Work order: Go through the following data and transcribe exactly the stretch of lines from the one holding "for sample in" to the one holding "use super::*;", both included.
[[ Dataset excerpts open ]]
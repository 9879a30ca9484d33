// src/render/structure.rs
//
// The structure renderer. Each variant turns a GridGeometry into a
// deterministic sequence of draw commands, stateless and free of any
// drawing-surface dependency. Indices i, j run over [0, cell_count);
// all output stays inside the grid square [origin, origin + extent].

use nannou::prelude::*;
use std::f32::consts::TAU;

use crate::models::{GridGeometry, StructureVariant};
use crate::render::DrawCommand;

// Sine bands are sampled every 5 canvas units, as in the original sketches.
const WAVE_STEP: f32 = 5.0;
// Samples per sector arc.
const ARC_SAMPLES: usize = 16;

pub fn render(geometry: &GridGeometry, variant: StructureVariant) -> Vec<DrawCommand> {
    match variant {
        StructureVariant::Line => lattice_commands(geometry),
        StructureVariant::Circle => circle_commands(geometry),
        StructureVariant::Diagonal => diagonal_commands(geometry),
        StructureVariant::SineWave => sine_wave_commands(geometry),
        StructureVariant::Checkerboard => checkerboard_commands(geometry),
        StructureVariant::SymmetricalColor => symmetrical_color_commands(geometry),
    }
}

// cell_count + 1 vertical and cell_count + 1 horizontal lines forming a
// uniform lattice over the full extent.
fn lattice_commands(geometry: &GridGeometry) -> Vec<DrawCommand> {
    let extent = geometry.extent();
    let origin = geometry.origin;
    let mut commands = Vec::with_capacity(2 * (geometry.cell_count as usize + 1));

    for i in 0..=geometry.cell_count {
        let offset = i as f32 * geometry.cell_size;
        commands.push(DrawCommand::Line {
            start: pt2(origin.x + offset, origin.y),
            end: pt2(origin.x + offset, origin.y + extent),
        });
        commands.push(DrawCommand::Line {
            start: pt2(origin.x, origin.y + offset),
            end: pt2(origin.x + extent, origin.y + offset),
        });
    }
    commands
}

// One filled ellipse per cell, diameter 0.8 of the cell.
fn circle_commands(geometry: &GridGeometry) -> Vec<DrawCommand> {
    let count = geometry.cell_count;
    let radius = geometry.cell_size * 0.4;
    let mut commands = Vec::with_capacity((count * count) as usize);

    for i in 0..count {
        for j in 0..count {
            commands.push(DrawCommand::Ellipse {
                center: geometry.cell_center(i, j),
                radius,
            });
        }
    }
    commands
}

// A 45-degree hatch: one top-left to bottom-right segment per cell.
fn diagonal_commands(geometry: &GridGeometry) -> Vec<DrawCommand> {
    let count = geometry.cell_count;
    let cell = geometry.cell_size;
    let mut commands = Vec::with_capacity((count * count) as usize);

    for i in 0..count {
        for j in 0..count {
            let corner = geometry.cell_origin(i, j);
            commands.push(DrawCommand::Line {
                start: corner,
                end: pt2(corner.x + cell, corner.y + cell),
            });
        }
    }
    commands
}

// One open polyline per horizontal band, sampling a sine with amplitude
// half a cell and a wavelength of four cells.
fn sine_wave_commands(geometry: &GridGeometry) -> Vec<DrawCommand> {
    let extent = geometry.extent();
    let amplitude = geometry.cell_size * 0.5;
    let frequency = TAU / (4.0 * geometry.cell_size);
    let steps = (extent / WAVE_STEP).floor() as usize;
    let mut commands = Vec::with_capacity(geometry.cell_count as usize);

    for j in 0..geometry.cell_count {
        let band_center = geometry.origin.y + (j as f32 + 0.5) * geometry.cell_size;
        let mut points = Vec::with_capacity(steps + 1);
        for step in 0..=steps {
            let x = step as f32 * WAVE_STEP;
            points.push(pt2(
                geometry.origin.x + x,
                band_center + amplitude * (x * frequency).sin(),
            ));
        }
        commands.push(DrawCommand::Polyline { points });
    }
    commands
}

// Standard parity fill: cell (i, j) is filled when i + j is even,
// outlined otherwise.
fn checkerboard_commands(geometry: &GridGeometry) -> Vec<DrawCommand> {
    let count = geometry.cell_count;
    let cell = geometry.cell_size;
    let mut commands = Vec::with_capacity((count * count) as usize);

    for i in 0..count {
        for j in 0..count {
            let corner = geometry.cell_origin(i, j);
            commands.push(DrawCommand::Quad {
                corners: [
                    corner,
                    pt2(corner.x + cell, corner.y),
                    pt2(corner.x + cell, corner.y + cell),
                    pt2(corner.x, corner.y + cell),
                ],
                filled: (i + j) % 2 == 0,
            });
        }
    }
    commands
}

// Radial ornament centered on the grid midpoint: the circle is split into
// cell_count sectors, each holding concentric arc rings one cell apart.
// Ring stroke weight grows linearly from 0.1 to 0.5 of a cell.
fn symmetrical_color_commands(geometry: &GridGeometry) -> Vec<DrawCommand> {
    let center = geometry.midpoint();
    let half_extent = geometry.extent() / 2.0;
    let sector = TAU / geometry.cell_count as f32;
    let ring_count = (half_extent / geometry.cell_size).floor() as u32;
    let mut commands = Vec::with_capacity((geometry.cell_count * ring_count) as usize);

    for s in 0..geometry.cell_count {
        let start_angle = s as f32 * sector;
        for ring in 1..=ring_count {
            let radius = ring as f32 * geometry.cell_size;
            let t = if ring_count > 1 {
                (ring - 1) as f32 / (ring_count - 1) as f32
            } else {
                0.0
            };
            let weight = geometry.cell_size * (0.1 + 0.4 * t);

            let mut points = Vec::with_capacity(ARC_SAMPLES + 1);
            for sample in 0..=ARC_SAMPLES {
                let angle = start_angle + sector * sample as f32 / ARC_SAMPLES as f32;
                points.push(pt2(
                    center.x + radius * angle.cos(),
                    center.y + radius * angle.sin(),
                ));
            }
            commands.push(DrawCommand::Arc { points, weight });
        }
    }
    commands
}

#[cfg(test)]
mod tests {
    use super::*;

    fn test_geometry(cell_size: f32, cell_count: u32) -> GridGeometry {
        GridGeometry {
            origin: pt2(0.0, 0.0),
            cell_size,
            cell_count,
            color: rgba(1.0, 0.0, 0.0, 0.39),
            line_width: 2.0,
        }
    }

    // Geometric bounds of a command sequence, ellipse radii included.
    fn bounds(commands: &[DrawCommand]) -> (Point2, Point2) {
        let mut min = pt2(f32::MAX, f32::MAX);
        let mut max = pt2(f32::MIN, f32::MIN);
        let mut extend = |point: Point2| {
            min.x = min.x.min(point.x);
            min.y = min.y.min(point.y);
            max.x = max.x.max(point.x);
            max.y = max.y.max(point.y);
        };

        for command in commands {
            match command {
                DrawCommand::Line { start, end } => {
                    extend(*start);
                    extend(*end);
                }
                DrawCommand::Polyline { points } | DrawCommand::Arc { points, .. } => {
                    for point in points {
                        extend(*point);
                    }
                }
                DrawCommand::Ellipse { center, radius } => {
                    extend(pt2(center.x - radius, center.y - radius));
                    extend(pt2(center.x + radius, center.y + radius));
                }
                DrawCommand::Quad { corners, .. } => {
                    for corner in corners {
                        extend(*corner);
                    }
                }
            }
        }
        (min, max)
    }

    #[test]
    fn test_every_variant_stays_inside_the_grid() {
        let geometry = test_geometry(40.0, 10);
        let extent = geometry.extent();

        for variant in StructureVariant::ALL {
            let commands = render(&geometry, variant);
            assert!(!commands.is_empty(), "{} emitted nothing", variant.name());

            let (min, max) = bounds(&commands);
            let eps = 1e-3;
            assert!(min.x >= -eps && min.y >= -eps, "{} underflows", variant.name());
            assert!(
                max.x <= extent + eps && max.y <= extent + eps,
                "{} overflows",
                variant.name()
            );
        }
    }

    #[test]
    fn test_lattice_line_counts_and_spans() {
        let geometry = test_geometry(40.0, 10);
        let extent = geometry.extent();
        let commands = render(&geometry, StructureVariant::Line);

        let mut vertical = 0;
        let mut horizontal = 0;
        for command in &commands {
            match command {
                DrawCommand::Line { start, end } if start.x == end.x => {
                    vertical += 1;
                    assert_eq!((end.y - start.y).abs(), extent);
                }
                DrawCommand::Line { start, end } if start.y == end.y => {
                    horizontal += 1;
                    assert_eq!((end.x - start.x).abs(), extent);
                }
                other => panic!("unexpected lattice command: {:?}", other),
            }
        }
        assert_eq!(vertical, 11);
        assert_eq!(horizontal, 11);
    }

    #[test]
    fn test_circle_per_cell() {
        let geometry = test_geometry(40.0, 10);
        let commands = render(&geometry, StructureVariant::Circle);
        assert_eq!(commands.len(), 100);

        for command in &commands {
            match command {
                DrawCommand::Ellipse { radius, .. } => assert_eq!(*radius, 16.0),
                other => panic!("unexpected circle command: {:?}", other),
            }
        }
    }

    #[test]
    fn test_diagonal_hatch_is_per_cell() {
        let geometry = test_geometry(10.0, 4);
        let commands = render(&geometry, StructureVariant::Diagonal);
        assert_eq!(commands.len(), 16);

        for command in &commands {
            match command {
                DrawCommand::Line { start, end } => {
                    // 45-degree segment exactly one cell long
                    assert_eq!(end.x - start.x, 10.0);
                    assert_eq!(end.y - start.y, 10.0);
                }
                other => panic!("unexpected diagonal command: {:?}", other),
            }
        }
    }

    #[test]
    fn test_sine_wave_bands() {
        let geometry = test_geometry(40.0, 10);
        let commands = render(&geometry, StructureVariant::SineWave);
        assert_eq!(commands.len(), 10);

        for (j, command) in commands.iter().enumerate() {
            match command {
                DrawCommand::Polyline { points } => {
                    // 5-unit steps across the full 400-unit extent
                    assert_eq!(points.len(), 81);
                    assert_eq!(points.first().unwrap().x, 0.0);
                    assert_eq!(points.last().unwrap().x, 400.0);

                    let band_top = j as f32 * 40.0;
                    for point in points {
                        assert!(point.y >= band_top - 1e-3);
                        assert!(point.y <= band_top + 40.0 + 1e-3);
                    }
                }
                other => panic!("unexpected sine command: {:?}", other),
            }
        }
    }

    #[test]
    fn test_checkerboard_parity() {
        let geometry = test_geometry(10.0, 12);
        let commands = render(&geometry, StructureVariant::Checkerboard);
        assert_eq!(commands.len(), 144);

        for command in &commands {
            match command {
                DrawCommand::Quad { corners, filled } => {
                    let i = (corners[0].x / 10.0).round() as u32;
                    let j = (corners[0].y / 10.0).round() as u32;
                    assert_eq!(*filled, (i + j) % 2 == 0, "parity wrong at ({}, {})", i, j);
                }
                other => panic!("unexpected checkerboard command: {:?}", other),
            }
        }
    }

    #[test]
    fn test_symmetrical_color_rings() {
        let geometry = test_geometry(40.0, 10);
        let commands = render(&geometry, StructureVariant::SymmetricalColor);
        // 10 sectors, 5 rings each
        assert_eq!(commands.len(), 50);

        let center = geometry.midpoint();
        let mut min_weight = f32::MAX;
        let mut max_weight = f32::MIN;
        for command in &commands {
            match command {
                DrawCommand::Arc { points, weight } => {
                    min_weight = min_weight.min(*weight);
                    max_weight = max_weight.max(*weight);
                    // every sample sits on a circle around the midpoint
                    let radius = points[0].distance(center);
                    for point in points {
                        assert!((point.distance(center) - radius).abs() < 1e-3);
                    }
                    assert!(radius <= geometry.extent() / 2.0 + 1e-3);
                }
                other => panic!("unexpected arc command: {:?}", other),
            }
        }
        assert!((min_weight - 4.0).abs() < 1e-3); // 0.1 * cell
        assert!((max_weight - 20.0).abs() < 1e-3); // 0.5 * cell
    }

    #[test]
    fn test_render_is_deterministic() {
        let geometry = test_geometry(25.0, 13);
        for variant in StructureVariant::ALL {
            let first = render(&geometry, variant);
            let second = render(&geometry, variant);
            assert_eq!(first, second, "{} is not deterministic", variant.name());
        }
    }
}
[[ Dataset excerpts closed ]]
Exercise answer:
            for sample in 0..=ARC_SAMPLES {
                let angle = start_angle + sector * sample as f32 / ARC_SAMPLES as f32;
                points.push(pt2(
                    center.x + radius * angle.cos(),
                    center.y + radius * angle.sin(),
                ));
            }
            commands.push(DrawCommand::Arc { points, weight });
        }
    }
    commands
}

#[cfg(test)]
mod tests {
    use super::*;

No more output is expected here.